A few months ago Andrew Taylor's blog The Artful Manager featured news of The Wormfarm Institute and its recent Wisconsin Governor's Award. As the above quote suggests, this is a farm that thinks about how culture and agriculture can be cultivated within the same acreage, and how rural and urban communities can find themselves linked through the process. Here's an excerpt from Mr. Taylor's discussion of the many programs and the many forms of work which emerge from these fields:
A particular favorite, for a while now, is The Wormfarm Institute, a combination of organic farm, artist residency, and cultural connector in rural Reedsburg, Wisconsin, working to ''build a sustainable future for agriculture and the arts by fostering vital links between people and the land.'' Artists in residency work 15 hours a week tending to the farm, and helping things grow. Artists also enhance the life and work of local farmers through the very cool Roadside Culture Stands project. The Woolen Mill Gallery provides a public space to connect the dots, as well (as in the current Smithsonian exhibit there).
The Woolen Mill Gallery, along with local taverns and restaurants, was also home this autumn to The Wormfarm's Fermentation Fest--a six week celebration of beer-making, canning, pickling, bread-making and, of course, the art of cheese. In the true form of a "cultural connector," all of these seminars and tastings were held in conjunction with The Smithsonian's Museum on Main Street program and its Key Ingredients exhibition.

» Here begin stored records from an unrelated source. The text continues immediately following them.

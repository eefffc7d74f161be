use crate::error::TierError;
use async_trait::async_trait;
use serde::{Deserialize, Serialize};
use std::collections::VecDeque;
use std::path::{Path, PathBuf};
use std::time::Duration;
use tokio::io::{AsyncBufReadExt, BufReader, Lines};
use tracing::{debug, warn};

/// Raw enrichment input as delivered by the ingestion side.
#[derive(Debug, Clone, PartialEq, Serialize, Deserialize)]
pub struct TelemetryRecord {
    pub source_id: String,
    pub line_id: String,
    pub latitude: f64,
    pub longitude: f64,
    /// Unix epoch milliseconds
    pub timestamp: u64,
    /// Datagram number, monotonic per source
    pub sequence_id: u64,
}

/// A producer of enrichment-input records.
///
/// Whether records are polled from a database or pushed over the network is
/// the implementation's business; the tier just asks for the next one.
#[async_trait]
pub trait RecordSource: Send + std::fmt::Debug {
    /// Next record, or `None` once the source is exhausted.
    async fn next_record(&mut self) -> Result<Option<TelemetryRecord>, TierError>;

    fn name(&self) -> &str;
}

/// Replays records from a file with one JSON object per line.
///
/// Blank lines are ignored; lines that do not parse are logged and skipped.
#[derive(Debug)]
pub struct JsonLinesRecordSource {
    path: PathBuf,
    lines: Lines<BufReader<tokio::fs::File>>,
    replay_interval: Option<Duration>,
    line_number: usize,
    emitted: usize,
    skipped: usize,
}

impl JsonLinesRecordSource {
    /// Opens `path`. With a `replay_interval`, each record after the first is
    /// delayed by that long to mimic a live feed.
    pub async fn open(path: impl AsRef<Path>, replay_interval: Option<Duration>) -> Result<Self, TierError> {
        let path = path.as_ref().to_path_buf();
        let file = tokio::fs::File::open(&path)
            .await
            .map_err(|e| TierError::Collaborator(format!("cannot open {}: {e}", path.display())))?;
        Ok(Self {
            path,
            lines: BufReader::new(file).lines(),
            replay_interval,
            line_number: 0,
            emitted: 0,
            skipped: 0,
        })
    }

    /// Lines skipped so far because they did not parse.
    pub fn skipped(&self) -> usize {
        self.skipped
    }
}

#[async_trait]
impl RecordSource for JsonLinesRecordSource {
    async fn next_record(&mut self) -> Result<Option<TelemetryRecord>, TierError> {
        loop {
            let line = self
                .lines
                .next_line()
                .await
                .map_err(|e| TierError::Collaborator(format!("read error in {}: {e}", self.path.display())))?;
            let Some(line) = line else {
                debug!("Record source {} exhausted after {} lines", self.path.display(), self.line_number);
                return Ok(None);
            };
            self.line_number += 1;

            let trimmed = line.trim();
            if trimmed.is_empty() {
                continue;
            }
            match serde_json::from_str::<TelemetryRecord>(trimmed) {
                Ok(record) => {
                    if let (Some(interval), true) = (self.replay_interval, self.emitted > 0) {
                        tokio::time::sleep(interval).await;
                    }
                    self.emitted += 1;
                    return Ok(Some(record));
                }
                Err(e) => {
                    self.skipped += 1;
                    warn!("⚠️ Skipping line {} of {}: {}", self.line_number, self.path.display(), e);
                }
            }
        }
    }

    fn name(&self) -> &str {
        self.path.to_str().unwrap_or("jsonl")
    }
}

/// Hands out a fixed list of records.
#[derive(Debug, Default)]
pub struct MemoryRecordSource {
    records: VecDeque<TelemetryRecord>,
}

impl MemoryRecordSource {
    pub fn new(records: impl IntoIterator<Item = TelemetryRecord>) -> Self {
        Self {
            records: records.into_iter().collect(),
        }
    }
}

#[async_trait]
impl RecordSource for MemoryRecordSource {
    async fn next_record(&mut self) -> Result<Option<TelemetryRecord>, TierError> {
        Ok(self.records.pop_front())
    }

    fn name(&self) -> &str {
        "memory"
    }
}

#[cfg(test)]
mod tests {
    use super::*;
    use std::io::Write;

    #[tokio::test]
    async fn test_jsonl_source_skips_bad_lines() {
        let mut file = tempfile::NamedTempFile::new().expect("temp file");
        writeln!(
            file,
            r#"{{"source_id":"bus-1","line_id":"T31","latitude":3.4,"longitude":-76.5,"timestamp":1000,"sequence_id":1}}"#
        )
        .unwrap();
        writeln!(file).unwrap();
        writeln!(file, "not json").unwrap();
        writeln!(
            file,
            r#"{{"source_id":"bus-2","line_id":"E21","latitude":3.45,"longitude":-76.52,"timestamp":2000,"sequence_id":7}}"#
        )
        .unwrap();

        let mut source = JsonLinesRecordSource::open(file.path(), None).await.expect("open");
        let first = source.next_record().await.unwrap().expect("first record");
        let second = source.next_record().await.unwrap().expect("second record");

        assert_eq!(first.source_id, "bus-1");
        assert_eq!(second.sequence_id, 7);
        assert!(source.next_record().await.unwrap().is_none());
        assert_eq!(source.skipped(), 1);
    }

    #[tokio::test]
    async fn test_missing_file_is_collaborator_error() {
        let dir = tempfile::tempdir().expect("tempdir");
        let result = JsonLinesRecordSource::open(dir.path().join("absent.jsonl"), None).await;
        assert!(matches!(result, Err(TierError::Collaborator(_))));
    }

    #[tokio::test]
    async fn test_memory_source_drains_in_order() {
        let record = |seq| TelemetryRecord {
            source_id: "bus-9".to_string(),
            line_id: "A1".to_string(),
            latitude: 3.4,
            longitude: -76.5,
            timestamp: 0,
            sequence_id: seq,
        };
        let mut source = MemoryRecordSource::new([record(1), record(2)]);
        assert_eq!(source.next_record().await.unwrap().map(|r| r.sequence_id), Some(1));
        assert_eq!(source.next_record().await.unwrap().map(|r| r.sequence_id), Some(2));
        assert!(source.next_record().await.unwrap().is_none());
    }
}
//! # Transit Event System
//!
//! The enrichment, distribution and caching core of a three-tier vehicle
//! telemetry pipeline.
//!
//! ## Core Features
//!
//! - **Geographic enrichment**: [`GeoZoneResolver`] maps a coordinate to a grid
//!   zone token and an approximate route-segment (arc) id
//! - **Typed event bus**: [`EventBus`] dispatches a closed set of events to
//!   handlers registered for their exact kind, isolating handler failures
//! - **Multi-hop routing**: [`EventRouter`] fans events out to downstream
//!   subscribers filtered by zone interest, and chains tiers together
//! - **TTL caching**: [`CacheManager`] with lazy expiry and atomic, versioned
//!   on-disk snapshots
//! - **Statistics**: [`StatisticsCollector`] keeps lock-free global and
//!   per-zone counters
//!
//! ## Data Flow
//!
//! ```text
//! raw record ─▶ GeoZoneResolver ─▶ EnrichedEvent ─▶ EventBus (cache warmers, stats)
//!                                          │
//!                                          └─▶ EventRouter ─▶ next tier ─▶ ... ─▶ dashboards
//! ```
//!
//! ## Quick Start
//!
//! ```rust
//! use transit_event_system::*;
//!
//! #[tokio::main]
//! async fn main() -> Result<(), Box<dyn std::error::Error>> {
//!     let resolver = GeoZoneResolver::new(GeoBounds::default(), 4, 10)?;
//!     let bus = create_event_bus();
//!
//!     bus.on("printer", |event: EnrichedEvent| {
//!         println!("{} is in {}", event.source_id, event.zone_id);
//!         Ok(())
//!     })
//!     .await;
//!
//!     let zone_id = resolver.zone_for(3.40, -76.50);
//!     let delivered = bus
//!         .publish(EnrichedEvent {
//!             source_id: "bus-1042".to_string(),
//!             line_id: "T31".to_string(),
//!             coordinate: Coordinate::new(3.40, -76.50),
//!             zone_id,
//!             arc_id: None,
//!             nearest_stop_id: None,
//!             event_timestamp: current_timestamp_millis(),
//!             sequence_id: 1,
//!         })
//!         .await;
//!     assert_eq!(delivered, 1);
//!     Ok(())
//! }
//! ```

// Core modules
pub mod analytics;
pub mod cache;
pub mod clock;
pub mod events;
pub mod geo;
pub mod monitoring;
pub mod routing;
pub mod shutdown;
pub mod system;
pub mod types;
pub mod utils;

// Re-export commonly used items for convenience
pub use analytics::{StatCounter, StatSnapshot, StatisticsCollector};
pub use cache::{
    CacheConfig, CacheError, CacheLookup, CacheManager, CacheStats, CacheValue, CachedValue,
    RestoreReport,
};
pub use clock::{Clock, ManualClock, SystemClock};
pub use events::{
    AnalyticsSnapshot, BusEvent, EnrichedEvent, Event, EventError, EventHandler, EventKind,
    QueryResult, TypedEventHandler,
};
pub use geo::{haversine_distance, GeoError, GeoZoneResolver, Resolution};
pub use monitoring::{PipelineMonitor, TierReport};
pub use routing::{
    DeliveryError, DeliveryReport, EventRouter, Interest, RemoteSubscriber, RouterConfig,
    RouterState, RouterStats, RoutingError, SubscriptionManager,
};
pub use shutdown::ShutdownState;
pub use system::{EventBus, EventBusStats, HandlerId};
pub use types::*;
pub use utils::{create_event_bus, current_timestamp, current_timestamp_millis};

// External dependencies that collaborator implementations commonly need
pub use async_trait::async_trait;
pub use std::sync::Arc;
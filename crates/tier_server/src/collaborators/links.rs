use crate::error::TierError;
use async_trait::async_trait;
use std::sync::Arc;
use tokio::runtime::Handle;
use tokio::sync::mpsc::{self, error::TrySendError};
use tracing::{debug, warn};
use transit_event_system::{
    BusEvent, DeliveryError, EventRouter, RemoteSubscriber, RouterState, RoutingError,
};

/// A downstream client backed by a bounded queue.
///
/// Stands in for a dashboard or operator console connection: the router
/// pushes into the queue and the client drains it at its own pace. A full
/// queue rejects the event; a dropped receiver reports the client as gone.
#[derive(Debug, Clone)]
pub struct ChannelSubscriber {
    name: String,
    sender: mpsc::Sender<BusEvent>,
}

impl ChannelSubscriber {
    pub fn new(name: impl Into<String>, capacity: usize) -> (Self, mpsc::Receiver<BusEvent>) {
        let (sender, receiver) = mpsc::channel(capacity.max(1));
        (
            Self {
                name: name.into(),
                sender,
            },
            receiver,
        )
    }
}

#[async_trait]
impl RemoteSubscriber for ChannelSubscriber {
    async fn deliver(&self, event: &BusEvent) -> Result<(), DeliveryError> {
        self.sender.try_send(event.clone()).map_err(|e| match e {
            TrySendError::Full(_) => DeliveryError::Rejected(format!("{} queue is full", self.name)),
            TrySendError::Closed(_) => DeliveryError::Disconnected(self.name.clone()),
        })
    }

    fn name(&self) -> &str {
        &self.name
    }
}

/// In-process link that feeds one tier's output into the next tier's router.
///
/// Registered as a subscriber on the upper tier. Deliveries only enqueue; a
/// drain task owned by the link hands events to
/// [`EventRouter::receive_from_upstream`] on the lower tier in arrival order,
/// so a slow client further down never counts against the upper tier's
/// delivery timeout. The task ends once every handle to the link is dropped.
#[derive(Debug, Clone)]
pub struct TierLink {
    name: String,
    downstream: Arc<EventRouter>,
    sender: mpsc::Sender<BusEvent>,
}

impl TierLink {
    /// Creates the link and spawns its drain task on the current runtime.
    pub fn spawn(downstream: Arc<EventRouter>, capacity: usize) -> Result<Self, TierError> {
        let runtime = Handle::try_current()
            .map_err(|e| TierError::Collaborator(format!("tier link needs a tokio runtime: {e}")))?;
        let name = format!("{}-tier-link", downstream.tier());
        let (sender, receiver) = mpsc::channel(capacity.max(1));

        runtime.spawn(drain_into(name.clone(), downstream.clone(), receiver));

        Ok(Self {
            name,
            downstream,
            sender,
        })
    }
}

async fn drain_into(name: String, downstream: Arc<EventRouter>, mut receiver: mpsc::Receiver<BusEvent>) {
    while let Some(event) = receiver.recv().await {
        match downstream.receive_from_upstream(event).await {
            Ok(_) => {}
            Err(RoutingError::NotStarted(state)) => debug!("🔗 {} dropped event, downstream is {}", name, state),
            Err(e) => warn!("⚠️ {} failed to hand off event: {}", name, e),
        }
    }
    debug!("🔗 {} closed", name);
}

#[async_trait]
impl RemoteSubscriber for TierLink {
    async fn deliver(&self, event: &BusEvent) -> Result<(), DeliveryError> {
        let state = self.downstream.state();
        if state == RouterState::Stopped {
            return Err(DeliveryError::Disconnected(format!("{} is {}", self.name, state)));
        }
        self.sender.try_send(event.clone()).map_err(|e| match e {
            TrySendError::Full(_) => DeliveryError::Rejected(format!("{} queue is full", self.name)),
            TrySendError::Closed(_) => DeliveryError::Disconnected(self.name.clone()),
        })
    }

    fn name(&self) -> &str {
        &self.name
    }
}
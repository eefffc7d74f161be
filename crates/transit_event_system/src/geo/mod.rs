//! # Geographic Zone Resolution
//!
//! Pure functions that turn a raw coordinate into the geographic context the
//! pipeline distributes:
//!
//! - a **zone** token from a fixed rows x columns grid laid over the service
//!   bounding box ([`GeoZoneResolver::zone_for`]);
//! - the **nearest known stop** by great-circle distance
//!   ([`GeoZoneResolver::nearest_stop`]);
//! - an approximate **arc** id from the two nearest distinct stops
//!   ([`GeoZoneResolver::arc_for`]).
//!
//! Coordinates outside the bounding box are clamped to the nearest edge cell,
//! never rejected. Missing reference data (fewer than two stops) is reported
//! as `None`, which callers treat as "insufficient reference data" and not as
//! an error.
//!
//! The arc id is a heuristic: the coordinate is not checked to lie on the
//! route segment between the two stops.

use crate::types::{ArcId, Coordinate, GeoBounds, Stop, StopId, ZoneId};
use serde::{Deserialize, Serialize};

/// Mean Earth radius used by the haversine formula, in metres.
pub const EARTH_RADIUS_METERS: f64 = 6_371_000.0;

/// Rejected grid configuration.
#[derive(Debug, Clone, PartialEq, thiserror::Error)]
pub enum GeoError {
    #[error("Grid must have at least one row and one column (got {rows}x{columns})")]
    EmptyGrid { rows: usize, columns: usize },
    #[error("Invalid bounding box: {0}")]
    InvalidBounds(String),
}

/// Full geographic context for one coordinate.
#[derive(Debug, Clone, PartialEq, Serialize, Deserialize)]
pub struct Resolution {
    pub zone_id: ZoneId,
    pub arc_id: ArcId,
    pub nearest_stop_id: StopId,
}

/// Great-circle distance between two coordinates, in metres.
pub fn haversine_distance(a: Coordinate, b: Coordinate) -> f64 {
    let lat1 = a.latitude.to_radians();
    let lat2 = b.latitude.to_radians();
    let d_lat = (b.latitude - a.latitude).to_radians();
    let d_lon = (b.longitude - a.longitude).to_radians();

    let h = (d_lat / 2.0).sin().powi(2) + lat1.cos() * lat2.cos() * (d_lon / 2.0).sin().powi(2);
    2.0 * EARTH_RADIUS_METERS * h.sqrt().atan2((1.0 - h).sqrt())
}

/// Deterministic coordinate → zone/arc resolver over a configured grid.
#[derive(Debug, Clone, PartialEq)]
pub struct GeoZoneResolver {
    bounds: GeoBounds,
    rows: usize,
    columns: usize,
}

impl GeoZoneResolver {
    /// Creates a resolver for `rows` x `columns` cells over `bounds`.
    ///
    /// # Examples
    ///
    /// ```rust
    /// use transit_event_system::{GeoBounds, GeoZoneResolver};
    ///
    /// let resolver = GeoZoneResolver::new(GeoBounds::default(), 4, 10)?;
    /// assert_eq!(resolver.zone_for(3.40, -76.50).as_str(), "Z28");
    /// # Ok::<(), transit_event_system::geo::GeoError>(())
    /// ```
    pub fn new(bounds: GeoBounds, rows: usize, columns: usize) -> Result<Self, GeoError> {
        if rows == 0 || columns == 0 {
            return Err(GeoError::EmptyGrid { rows, columns });
        }
        let finite = [
            bounds.min_latitude,
            bounds.max_latitude,
            bounds.min_longitude,
            bounds.max_longitude,
        ]
        .iter()
        .all(|v| v.is_finite());
        if !finite {
            return Err(GeoError::InvalidBounds("bounds must be finite".to_string()));
        }
        if bounds.min_latitude >= bounds.max_latitude {
            return Err(GeoError::InvalidBounds(
                "min_latitude must be less than max_latitude".to_string(),
            ));
        }
        if bounds.min_longitude >= bounds.max_longitude {
            return Err(GeoError::InvalidBounds(
                "min_longitude must be less than max_longitude".to_string(),
            ));
        }
        Ok(Self { bounds, rows, columns })
    }

    pub fn bounds(&self) -> &GeoBounds {
        &self.bounds
    }

    /// Total number of cells, i.e. the highest zone index.
    pub fn zone_count(&self) -> usize {
        self.rows * self.columns
    }

    /// Whether `zone` is one of the ids [`zone_for`](Self::zone_for) can return.
    pub fn is_known_zone(&self, zone: &ZoneId) -> bool {
        zone.as_str()
            .strip_prefix('Z')
            .and_then(|digits| digits.parse::<usize>().ok())
            .filter(|index| (1..=self.zone_count()).contains(index))
            .is_some_and(|index| ZoneId::from_index(index) == *zone)
    }

    /// Maps a coordinate to its grid cell. Rows follow latitude, columns follow
    /// longitude; cell indices are 1-based, row-major.
    pub fn zone_for(&self, latitude: f64, longitude: f64) -> ZoneId {
        let b = &self.bounds;
        let lat = latitude.clamp(b.min_latitude, b.max_latitude);
        let lon = longitude.clamp(b.min_longitude, b.max_longitude);

        let norm_lat = (lat - b.min_latitude) / (b.max_latitude - b.min_latitude);
        let norm_lon = (lon - b.min_longitude) / (b.max_longitude - b.min_longitude);

        // `as usize` saturates, so NaN lands in cell 0 instead of panicking.
        let row = ((norm_lat * self.rows as f64).floor() as usize).min(self.rows - 1);
        let col = ((norm_lon * self.columns as f64).floor() as usize).min(self.columns - 1);

        ZoneId::from_index(row * self.columns + col + 1)
    }

    /// Closest stop by haversine distance, or `None` when `stops` is empty.
    pub fn nearest_stop<'a>(&self, latitude: f64, longitude: f64, stops: &'a [Stop]) -> Option<&'a Stop> {
        let origin = Coordinate::new(latitude, longitude);
        stops
            .iter()
            .map(|stop| (stop, haversine_distance(origin, stop.coordinate())))
            .fold(None, |best: Option<(&Stop, f64)>, (stop, distance)| match best {
                Some((_, best_distance)) if best_distance <= distance => best,
                _ => Some((stop, distance)),
            })
            .map(|(stop, _)| stop)
    }

    /// Two nearest stops with distinct ids, closest first, found in one pass.
    fn two_nearest<'a>(&self, latitude: f64, longitude: f64, stops: &'a [Stop]) -> Option<(&'a Stop, &'a Stop)> {
        let origin = Coordinate::new(latitude, longitude);
        let mut first: Option<(&Stop, f64)> = None;
        let mut second: Option<(&Stop, f64)> = None;

        for stop in stops {
            let distance = haversine_distance(origin, stop.coordinate());
            match first {
                None => first = Some((stop, distance)),
                Some((best, best_distance)) => {
                    if stop.stop_id == best.stop_id {
                        if distance < best_distance {
                            first = Some((stop, distance));
                        }
                        continue;
                    }
                    if distance < best_distance {
                        second = first;
                        first = Some((stop, distance));
                    } else if second.map_or(true, |(_, d)| distance < d) {
                        second = Some((stop, distance));
                    }
                }
            }
        }

        match (first, second) {
            (Some((a, _)), Some((b, _))) => Some((a, b)),
            _ => None,
        }
    }

    /// Approximate arc id from the two nearest distinct stops, or `None` with
    /// fewer than two stops or when their ids cannot be encoded.
    pub fn arc_for(&self, latitude: f64, longitude: f64, stops: &[Stop]) -> Option<ArcId> {
        self.two_nearest(latitude, longitude, stops)
            .and_then(|(a, b)| ArcId::from_stops(a.stop_id, b.stop_id))
    }

    /// Zone, arc and nearest stop together. `None` whenever an arc cannot be
    /// built (fewer than two distinct stops, or stop ids out of the encodable
    /// range); callers fall back to
    /// [`zone_for`](Self::zone_for) for zone-only enrichment.
    pub fn resolve(&self, latitude: f64, longitude: f64, stops: &[Stop]) -> Option<Resolution> {
        let (nearest, other) = self.two_nearest(latitude, longitude, stops)?;
        Some(Resolution {
            zone_id: self.zone_for(latitude, longitude),
            arc_id: ArcId::from_stops(nearest.stop_id, other.stop_id)?,
            nearest_stop_id: nearest.stop_id,
        })
    }
}

#[cfg(test)]
mod tests {
    use super::*;

    fn cali_resolver() -> GeoZoneResolver {
        GeoZoneResolver::new(GeoBounds::default(), 4, 10).expect("valid grid")
    }

    fn stops() -> Vec<Stop> {
        vec![
            Stop::new(500_101, 3.4500, -76.5300),
            Stop::new(500_007, 3.4010, -76.5010),
            Stop::new(500_300, 3.3000, -76.4700),
            Stop::new(500_042, 3.3990, -76.4985),
        ]
    }

    #[test]
    fn test_reference_coordinate_maps_to_z28() {
        let resolver = cali_resolver();
        assert_eq!(resolver.zone_for(3.40, -76.50).as_str(), "Z28");
        for _ in 0..10 {
            assert_eq!(resolver.zone_for(3.40, -76.50), resolver.zone_for(3.40, -76.50));
        }
    }

    #[test]
    fn test_corners_and_edges() {
        let resolver = cali_resolver();
        let b = *resolver.bounds();
        assert_eq!(resolver.zone_for(b.min_latitude, b.min_longitude).as_str(), "Z01");
        assert_eq!(resolver.zone_for(b.max_latitude, b.max_longitude).as_str(), "Z40");
        assert_eq!(resolver.zone_for(b.min_latitude, b.max_longitude).as_str(), "Z10");
        assert_eq!(resolver.zone_for(b.max_latitude, b.min_longitude).as_str(), "Z31");
    }

    #[test]
    fn test_out_of_bounds_clamps_to_edge() {
        let resolver = cali_resolver();
        let b = *resolver.bounds();
        assert_eq!(
            resolver.zone_for(b.max_latitude + 5.0, -76.50),
            resolver.zone_for(b.max_latitude, -76.50)
        );
        assert_eq!(
            resolver.zone_for(3.40, b.min_longitude - 1.0),
            resolver.zone_for(3.40, b.min_longitude)
        );
        assert_eq!(
            resolver.zone_for(-90.0, 180.0),
            resolver.zone_for(b.min_latitude, b.max_longitude)
        );
    }

    #[test]
    fn test_non_finite_input_does_not_panic() {
        let resolver = cali_resolver();
        let zone = resolver.zone_for(f64::NAN, f64::INFINITY);
        assert!(zone.as_str().starts_with('Z'));
    }

    #[test]
    fn test_invalid_grid_is_rejected() {
        assert!(matches!(
            GeoZoneResolver::new(GeoBounds::default(), 0, 10),
            Err(GeoError::EmptyGrid { .. })
        ));
        let mut inverted = GeoBounds::default();
        std::mem::swap(&mut inverted.min_latitude, &mut inverted.max_latitude);
        assert!(matches!(
            GeoZoneResolver::new(inverted, 4, 10),
            Err(GeoError::InvalidBounds(_))
        ));
    }

    #[test]
    fn test_haversine_known_distance() {
        // One degree of latitude is ~111.19 km on a 6371 km sphere.
        let d = haversine_distance(Coordinate::new(0.0, 0.0), Coordinate::new(1.0, 0.0));
        assert!((d - 111_194.9).abs() < 1.0, "got {d}");
        assert_eq!(haversine_distance(Coordinate::new(3.4, -76.5), Coordinate::new(3.4, -76.5)), 0.0);
    }

    #[test]
    fn test_nearest_stop() {
        let resolver = cali_resolver();
        let stops = stops();
        let nearest = resolver.nearest_stop(3.4011, -76.5011, &stops).expect("stop");
        assert_eq!(nearest.stop_id, 500_007);
        assert!(resolver.nearest_stop(3.4, -76.5, &[]).is_none());
    }

    #[test]
    fn test_arc_uses_two_nearest_and_is_symmetric() {
        let resolver = cali_resolver();
        let stops = stops();
        let arc = resolver.arc_for(3.40, -76.50, &stops).expect("arc");
        assert_eq!(arc, ArcId(500_007 * 1_000_000 + 500_042));
        assert_eq!(arc.stops(), (500_007, 500_042));

        let mut reversed = stops.clone();
        reversed.reverse();
        assert_eq!(resolver.arc_for(3.40, -76.50, &reversed), Some(arc));
        assert_eq!(ArcId::from_stops(500_042, 500_007), ArcId::from_stops(500_007, 500_042));
    }

    #[test]
    fn test_arc_skips_duplicate_stop_ids() {
        let resolver = cali_resolver();
        let stops = vec![
            Stop::new(7, 3.4000, -76.5000),
            Stop::new(7, 3.4001, -76.5001),
            Stop::new(9, 3.4500, -76.5300),
        ];
        assert_eq!(resolver.arc_for(3.40, -76.50, &stops), ArcId::from_stops(7, 9));

        let same = vec![Stop::new(7, 3.40, -76.50), Stop::new(7, 3.41, -76.51)];
        assert!(resolver.arc_for(3.40, -76.50, &same).is_none());
    }

    #[test]
    fn test_unencodable_stop_ids_yield_no_arc() {
        let resolver = cali_resolver();
        let stops = vec![
            Stop::new(20_000_000_000_000, 3.4000, -76.5000),
            Stop::new(20_000_000_000_001, 3.4010, -76.5010),
        ];
        assert!(resolver.arc_for(3.40, -76.50, &stops).is_none());
        assert!(resolver.resolve(3.40, -76.50, &stops).is_none());
        assert_eq!(
            resolver.nearest_stop(3.40, -76.50, &stops).map(|s| s.stop_id),
            Some(20_000_000_000_000)
        );
    }

    #[test]
    fn test_known_zones() {
        let resolver = cali_resolver();
        assert!(resolver.is_known_zone(&ZoneId::from_index(1)));
        assert!(resolver.is_known_zone(&ZoneId::from_index(40)));
        assert!(resolver.is_known_zone(&resolver.zone_for(3.40, -76.50)));
        assert!(!resolver.is_known_zone(&ZoneId::from_index(41)));
        assert!(!resolver.is_known_zone(&ZoneId::from_index(0)));
        assert!(!resolver.is_known_zone(&ZoneId::new("Z1")));
        assert!(!resolver.is_known_zone(&ZoneId::new("bogus")));
        assert!(!resolver.is_known_zone(&ZoneId::new("Z+01")));
    }

    #[test]
    fn test_insufficient_reference_data() {
        let resolver = cali_resolver();
        let one = vec![Stop::new(1, 3.40, -76.50)];
        assert!(resolver.arc_for(3.40, -76.50, &[]).is_none());
        assert!(resolver.arc_for(3.40, -76.50, &one).is_none());
        assert!(resolver.resolve(3.40, -76.50, &[]).is_none());
        assert!(resolver.resolve(3.40, -76.50, &one).is_none());
    }

    #[test]
    fn test_resolve_composes_parts() {
        let resolver = cali_resolver();
        let stops = stops();
        let resolution = resolver.resolve(3.40, -76.50, &stops).expect("resolution");
        assert_eq!(resolution.zone_id, resolver.zone_for(3.40, -76.50));
        assert_eq!(Some(resolution.arc_id), resolver.arc_for(3.40, -76.50, &stops));
        assert_eq!(
            Some(resolution.nearest_stop_id),
            resolver.nearest_stop(3.40, -76.50, &stops).map(|s| s.stop_id)
        );
    }
}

Included below is a short film produced by the Wisconsin Foundation for the Arts to coincide with The Wormfarm's Governor's Award.

Wednesday, December 29, 2010

Following The Winding Stream

photograph by Beth Harrington; The Winding Stream Facebook page

I owe it to [this interview] that I was granted, to make sure it sees the light of day. It feels like a big trust has been placed upon me. 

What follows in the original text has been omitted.